Top 10 movie predictions:
Predicted rating of 5.00000264002 for movie Prefontaine (1997).
Predicted rating of 5.00000249142 for movie Santa with Muscles (1996).
Predicted rating of 4.99999831018 for movie Marlene Dietrich: Shadow and Light (1996) .
Predicted rating of 4.9999967124 for movie Saint of Fort Washington, The (1993).
Predicted rating of 4.99999658864 for movie They Made Me a Criminal (1939).
Predicted rating of 4.999992533 for movie Someone Else's America (1995).
Predicted rating of 4.99999238336 for movie Great Day in Harlem, A (1994).
Predicted rating of 4.99999149604 for movie Star Kid (1997).
Predicted rating of 4.99999018592 for movie Aiqing wansui (1994).
Predicted rating of 4.99998642746 for movie Entertaining Angels: The Dorothy Day Story (1996).

The recommended movies don't actually line up that well with what's in the exercise text.

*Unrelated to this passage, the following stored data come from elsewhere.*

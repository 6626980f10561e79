//! Transaction database entity for SeaORM.

use sea_orm::entity::prelude::*;

use domain::{Transaction, TransactionStatus};

/// Stored form of [`TransactionStatus`]. The column also carries a CHECK
/// constraint so rows written outside this layer stay within the set.
#[derive(Clone, Copy, Debug, PartialEq, Eq, EnumIter, DeriveActiveEnum)]
#[sea_orm(rs_type = "String", db_type = "String(StringLen::N(16))")]
pub enum Status {
    #[sea_orm(string_value = "pending")]
    Pending,
    #[sea_orm(string_value = "completed")]
    Completed,
    #[sea_orm(string_value = "cancelled")]
    Cancelled,
}

impl From<Status> for TransactionStatus {
    fn from(status: Status) -> Self {
        match status {
            Status::Pending => TransactionStatus::Pending,
            Status::Completed => TransactionStatus::Completed,
            Status::Cancelled => TransactionStatus::Cancelled,
        }
    }
}

impl From<TransactionStatus> for Status {
    fn from(status: TransactionStatus) -> Self {
        match status {
            TransactionStatus::Pending => Status::Pending,
            TransactionStatus::Completed => Status::Completed,
            TransactionStatus::Cancelled => Status::Cancelled,
        }
    }
}

#[derive(Clone, Debug, PartialEq, Eq, DeriveEntityModel)]
#[sea_orm(table_name = "transactions")]
pub struct Model {
    #[sea_orm(primary_key)]
    pub id: i32,
    pub listing_id: i32,
    pub requester_id: i32,
    pub status: Status,
    pub created_at: DateTimeUtc,
    pub completed_at: Option<DateTimeUtc>,
}

#[derive(Copy, Clone, Debug, EnumIter, DeriveRelation)]
pub enum Relation {
    #[sea_orm(
        belongs_to = "super::listing::Entity",
        from = "Column::ListingId",
        to = "super::listing::Column::Id",
        on_update = "NoAction",
        on_delete = "Restrict"
    )]
    Listing,
    #[sea_orm(
        belongs_to = "super::user::Entity",
        from = "Column::RequesterId",
        to = "super::user::Column::Id",
        on_update = "NoAction",
        on_delete = "Restrict"
    )]
    Requester,
    #[sea_orm(has_many = "super::review::Entity")]
    Reviews,
}

impl Related<super::listing::Entity> for Entity {
    fn to() -> RelationDef {
        Relation::Listing.def()
    }
}

impl Related<super::user::Entity> for Entity {
    fn to() -> RelationDef {
        Relation::Requester.def()
    }
}

impl Related<super::review::Entity> for Entity {
    fn to() -> RelationDef {
        Relation::Reviews.def()
    }
}

impl ActiveModelBehavior for ActiveModel {}

impl From<Model> for Transaction {
    fn from(model: Model) -> Self {
        Transaction {
            id: model.id,
            listing_id: model.listing_id,
            requester_id: model.requester_id,
            status: model.status.into(),
            created_at: model.created_at,
            completed_at: model.completed_at,
        }
    }
}
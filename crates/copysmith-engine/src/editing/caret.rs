//! Caret bookkeeping across normalization.
//!
//! The host reports and restores the caret as a linear character offset;
//! the rope works in bytes. These helpers convert between the two and
//! clamp offsets that no longer resolve.

use std::ops::Range;

/// Largest char boundary at or below `offset`, clamped to the text length.
pub fn clamp_to_boundary(text: &str, offset: usize) -> usize {
    let mut offset = offset.min(text.len());
    while !text.is_char_boundary(offset) {
        offset -= 1;
    }
    offset
}

/// Character offset of byte offset `byte`.
pub fn char_offset(text: &str, byte: usize) -> usize {
    text[..clamp_to_boundary(text, byte)].chars().count()
}

/// Byte offset of character offset `chars`; past the end clamps to the end.
pub fn byte_offset(text: &str, chars: usize) -> usize {
    text.char_indices()
        .nth(chars)
        .map_or(text.len(), |(i, _)| i)
}

/// The byte range of `new` that differs from `old`, or `None` if equal.
pub fn changed_range(old: &str, new: &str) -> Option<Range<usize>> {
    if old == new {
        return None;
    }
    let prefix = old
        .char_indices()
        .zip(new.chars())
        .find(|&((_, a), b)| a != b)
        .map_or(old.len().min(new.len()), |((i, _), _)| i);

    let max_suffix = old.len().min(new.len()) - prefix;
    let mut suffix = old
        .bytes()
        .rev()
        .zip(new.bytes().rev())
        .take(max_suffix)
        .take_while(|(a, b)| a == b)
        .count();
    while !new.is_char_boundary(new.len() - suffix) {
        suffix -= 1;
    }
    Some(prefix..new.len() - suffix)
}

The reason why isn't too clear and I haven't found anything to account for it. If you spot a mistake somewhere, please let me know. Even if there's some minor difference or a step in the original exercise that I missed, the bulk of the example is accurate.

That concludes the exercise and this notebook series! I hope you learned as much as I did. Thanks for reading.